Ist ein vermeintlich freier Mitarbeiter tatsächlich als Arbeitnehmer einzustufen, hat dieser alle Arbeitnehmerrechte. Dazu gehört insbesondere der Anspruch auf bezahlten Erholungsurlaub. Im Fall der Scheinselbstständigkeit verfällt der Urlaubsanspruch auch nicht.
Hintergrund
Ein Mann in Großbritannien war 13 Jahre lang mit einem “Selbstständigen-Vertrag” auf Provisionsbasis für eine Firma tätig. Die Urlaubszeit wurde nicht bezahlt. Mit dem Ende seiner Tätigkeit forderte der Mann von der Firma eine Bezahlung für den genommenen und auch für den nicht genommenen Urlaub der vergangenen 13 Jahre. Das britische Arbeitsgericht stellte im Nachhinein die Arbeitnehmereigenschaft des Mannes fest. Damit hatte er grundsätzlich Anspruch auf bezahlten Jahresurlaub gehabt.

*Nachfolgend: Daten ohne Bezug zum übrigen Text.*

use crate::helpers::CliRunner;

fn cfg_json(cli: &CliRunner, env: &[(&str, &str)]) -> serde_json::Value {
    let res = cli.run_with_env(&["cfg"], env);
    assert_eq!(res.exit_code, 0, "stderr={}", res.stderr);
    serde_json::from_str(&res.stdout).expect("cfg prints JSON")
}

#[test]
fn defaults_when_nothing_is_set() {
    let cli = CliRunner::new();
    let json = cfg_json(&cli, &[]);
    assert_eq!(json["players"]["source"], "default");
    assert_eq!(json["ai"]["value"], "baseline");
}

#[test]
fn env_overrides_file() {
    let cli = CliRunner::new();
    let path = cli.dir().join("uno.toml");
    std::fs::write(&path, "players = 3\nai = \"advisor\"\nseed = 5\n").unwrap();
    let path_str = path.to_string_lossy().into_owned();

    let json = cfg_json(&cli, &[("UNO_CONFIG", &path_str), ("UNO_PLAYERS", "6")]);
    assert_eq!(json["players"]["value"], 6);
    assert_eq!(json["players"]["source"], "env");
    assert_eq!(json["ai"]["value"], "advisor");
    assert_eq!(json["ai"]["source"], "file");
    assert_eq!(json["seed"]["value"], 5);
}

#[test]
fn flags_override_env() {
    let cli = CliRunner::new();
    let res = cli.run_with_env(
        &["deal", "--players", "2", "--seed", "1"],
        &[("UNO_PLAYERS", "5"), ("UNO_SEED", "99")],
    );
    assert_eq!(res.exit_code, 0, "stderr={}", res.stderr);
    assert!(res.stdout.starts_with("Seed: 1\n"));
    assert!(!res.stdout.contains("Bot 3"));

    let res = cli.run_with_env(&["deal"], &[("UNO_PLAYERS", "5"), ("UNO_SEED", "99")]);
    assert!(res.stdout.starts_with("Seed: 99\n"));
    assert!(res.stdout.contains("Bot 5"));
}

#[test]
fn invalid_config_file_exits_with_two() {
    let cli = CliRunner::new();
    let path = cli.dir().join("bad.toml");
    std::fs::write(&path, "players = \"many\"\n").unwrap();
    let path_str = path.to_string_lossy().into_owned();
    for cmd in ["cfg", "deal"] {
        let res = cli.run_with_env(&[cmd], &[("UNO_CONFIG", &path_str)]);
        assert_eq!(res.exit_code, 2, "{} should reject the file", cmd);
        assert!(res.stderr.contains("Invalid configuration"));
    }
}
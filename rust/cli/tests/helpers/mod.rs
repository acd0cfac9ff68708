//! Shared helpers for the CLI integration tests.
//!
//! - `CliRunner` runs the built `uno` binary in a scratch directory, with
//!   optional stdin and environment, and captures exit code and streams.
//! - `sample_record` builds one JSONL game record line for stats input.

use std::io::Write as _;
use std::path::{Path, PathBuf};
use std::process::{Command, Stdio};

#[derive(Debug)]
pub struct CliRunner {
    binary_path: PathBuf,
    temp_dir: tempfile::TempDir,
}

#[derive(Debug, Clone)]
pub struct CliResult {
    pub exit_code: i32,
    pub stdout: String,
    pub stderr: String,
}

#[allow(dead_code)]
impl CliRunner {
    pub fn new() -> Self {
        Self {
            binary_path: PathBuf::from(env!("CARGO_BIN_EXE_uno")),
            temp_dir: tempfile::tempdir().expect("temp dir"),
        }
    }

    pub fn dir(&self) -> &Path {
        self.temp_dir.path()
    }

    pub fn run(&self, args: &[&str]) -> CliResult {
        self.run_inner(args, &[], None)
    }

    pub fn run_with_env(&self, args: &[&str], env: &[(&str, &str)]) -> CliResult {
        self.run_inner(args, env, None)
    }

    pub fn run_with_input(&self, args: &[&str], input: &str) -> CliResult {
        self.run_inner(args, &[], Some(input))
    }

    fn run_inner(&self, args: &[&str], env: &[(&str, &str)], input: Option<&str>) -> CliResult {
        let mut cmd = Command::new(&self.binary_path);
        cmd.args(args)
            .current_dir(self.temp_dir.path())
            .stdin(if input.is_some() {
                Stdio::piped()
            } else {
                Stdio::null()
            })
            .stdout(Stdio::piped())
            .stderr(Stdio::piped());
        for var in ["UNO_CONFIG", "UNO_SEED", "UNO_PLAYERS", "UNO_AI", "UNO_MAX_TURNS"] {
            cmd.env_remove(var);
        }
        for (key, value) in env {
            cmd.env(key, value);
        }

        let mut child = cmd.spawn().expect("failed to spawn CLI binary");
        if let Some(payload) = input
            && let Some(mut stdin) = child.stdin.take()
        {
            let _ = stdin.write_all(payload.as_bytes());
        }
        let output = child.wait_with_output().expect("failed to read output");
        CliResult {
            exit_code: output.status.code().unwrap_or(1),
            stdout: String::from_utf8_lossy(&output.stdout).to_string(),
            stderr: String::from_utf8_lossy(&output.stderr).to_string(),
        }
    }
}

/// One recorded game as a JSONL line.
#[allow(dead_code)]
pub fn sample_record(id: u32, players: usize, winner: Option<usize>, turns: u32) -> String {
    let names: Vec<String> = (0..players).map(|i| format!("Bot {}", i + 1)).collect();
    serde_json::json!({
        "game_id": format!("20250101-{:06}", id),
        "seed": id,
        "players": names,
        "actions": [],
        "winner": winner,
        "turns": turns,
        "result": null,
        "ts": "2025-01-01T00:00:00Z",
        "meta": null
    })
    .to_string()
}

Fraglich war zum einen, ob der Mann seinen Urlaub erst hätte nehmen müssen, um feststellen zu lassen, ob er Anspruch auf Bezahlung hat, und zum anderen, ob seine Urlaubsansprüche möglicherweise mittlerweile verfallen waren. Deshalb rief das britische Gericht den Europäischen Gerichtshof an.
Entscheidung
Der Europäische Gerichtshof entschied, dass die Ansprüche des Mannes auf bezahlten Urlaub nicht verfallen sind. Der Arbeitgeber muss dem Arbeitnehmer ermöglichen, seinen Anspruch auf bezahlten Jahresurlaub auszuüben. Besteht diese Möglichkeit nicht, kann der Arbeitnehmer nicht ausgeübte Urlaubsansprüche übertragen und ansammeln.
Im Fall der Scheinselbstständigkeit eines Arbeitnehmers muss der Arbeitgeber nicht durch eine Begrenzung der Ansprüche geschützt werden. Vielmehr hat ein Arbeitgeber, der seinem Arbeitnehmer nicht die Möglichkeit gibt, seinen Anspruch auf bezahlten Jahresurlaub auszuüben, die entsprechenden finanziellen Folgen zu tragen.
Das Unionsrecht verbietet es, dass der Arbeitnehmer seinen Jahresurlaub nehmen muss, ehe er feststellen kann, ob er für diesen Urlaub Anspruch auf Bezahlung hat. Dies ist weder mit dem Recht auf einen wirksamen Rechtsbehelf noch mit der Arbeitszeitrichtlinie vereinbar. Der bezahlte Jahresurlaub ist ein besonders bedeutsamer Grundsatz des Sozialrechts der Union. Dessen Sinn und Zweck ist die Erholung des Arbeitnehmers. Die Unsicherheit darüber, ob der Urlaub bezahlt wird, ist aber durchaus ein Grund, diesen eben nicht zu nehmen, betonte der Europäische Gerichtshof.